Comparative desalination performance of activated carbon from coconut shell waste/carbon nanotubes composite in batch mode and single-pass mode

A combination of biomass-derived activated carbon and nano-carbonaceous materials has been considered as a sustainable approach to developing the highly electro-adsorptive electrode for desalination by capacitive deionization (CDI) technology. These composites can propose many enormous advantages such as non-toxicity, eco-friendly, high conductivity, and scalability. This work aimed to fabricate the composite coconut-shell-derived activated carbon/carbon nanotubes electrode with low CNTs content (1 wt%) for desalination. The nitrogen adsorption/desorption demonstrates the decrease of surface area of AC/CNTs-1% composite as compared to AC-pristine due to the blocking of micropores of AC. The SEM images evidenced good connection between CNTs and AC particles, where the fibrils of CNTs were featured as the electrical bridges to improve the electron transfer between the AC particles in the electrode structure.
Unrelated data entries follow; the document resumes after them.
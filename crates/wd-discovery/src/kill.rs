// SPDX-License-Identifier: BUSL-1.1
// Copyright (c) 2026 Alfred Jean LLC

use crate::DiscoveryError;
use std::collections::HashMap;
use sysinfo::{Pid, System};

/// Deliver `signal` to `pid` and every transitive descendant, descendants
/// first (leaves before the root), since a parent exiting can orphan or
/// reparent children before they are individually signaled.
pub fn kill_tree(system: &System, pid: u32, signal: &str) -> Result<(), DiscoveryError> {
    let sig = parse_signal(signal)?;
    let targets = descendants_then_self(system, pid);

    if targets.is_empty() {
        return Err(DiscoveryError::InvalidPid(pid));
    }

    for target in targets {
        signal_pid(target, sig).map_err(|source| DiscoveryError::SignalFailed {
            pid: target,
            source,
        })?;
    }
    Ok(())
}

/// Build the signal order: every descendant of `pid` (deepest first),
/// followed by `pid` itself.
fn descendants_then_self(system: &System, pid: u32) -> Vec<u32> {
    let mut children_of: HashMap<u32, Vec<u32>> = HashMap::new();
    let mut known = false;

    for (candidate_pid, process) in system.processes() {
        if candidate_pid.as_u32() == pid {
            known = true;
        }
        if let Some(parent) = process.parent() {
            children_of.entry(parent.as_u32()).or_default().push(candidate_pid.as_u32());
        }
    }

    if !known {
        return Vec::new();
    }

    let mut order = Vec::new();
    let mut stack = vec![pid];
    let mut descendants = Vec::new();
    while let Some(current) = stack.pop() {
        if let Some(children) = children_of.get(&current) {
            for &child in children {
                descendants.push(child);
                stack.push(child);
            }
        }
    }
    // Reverse so the most-recently-discovered (deepest) descendants come
    // first; the exact order beyond "descendants before pid" is not
    // load-bearing since each signal targets a distinct pid.
    descendants.reverse();
    order.extend(descendants);
    order.push(pid);
    order
}

#[cfg(unix)]
fn parse_signal(name: &str) -> Result<nix::sys::signal::Signal, DiscoveryError> {
    use nix::sys::signal::Signal;
    use std::str::FromStr;

    let upper = name.trim().to_ascii_uppercase();
    let normalized = if upper.starts_with("SIG") {
        upper
    } else {
        format!("SIG{upper}")
    };
    Signal::from_str(&normalized).map_err(|_| DiscoveryError::UnknownSignal(name.to_string()))
}

#[cfg(unix)]
fn signal_pid(pid: u32, signal: nix::sys::signal::Signal) -> Result<(), String> {
    use nix::sys::signal::kill;
    use nix::unistd::Pid as NixPid;

    kill(NixPid::from_raw(pid as i32), signal).map_err(|e| e.to_string())
}

#[cfg(windows)]
fn parse_signal(_name: &str) -> Result<(), DiscoveryError> {
    Ok(())
}

#[cfg(windows)]
fn signal_pid(pid: u32, _signal: ()) -> Result<(), String> {
    let status = std::process::Command::new("taskkill")
        .args(["/PID", &pid.to_string(), "/F"])
        .status()
        .map_err(|e| e.to_string())?;
    if status.success() {
        Ok(())
    } else {
        Err(format!("taskkill exited with {status}"))
    }
}

#[cfg(test)]
#[path = "kill_tests.rs"]
mod tests;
Comparison of the CDI performance of AC/CNTs-1% composite electrode in two regimes (batch mode and single-pass mode) in Ragone plot showed that the single-pass mode provided the essential factors of salt absorption capacity and average salt adsorption rate which shifted toward much upper and right regions, indicating the superior desalination performance. At the operation of 1.2 V, the batch mode and single-pass mode can deliver the salt absorption capacity of 10.93 mg g−1 and 11.97 mg g−1, respectively. The durability test of our CDI system in single-pass mode showed a stable performance on 100 cycles with the energy consumption of 0.284 kWh m−3 which is suitable for large-scale CDI applications using the renewable energy sources.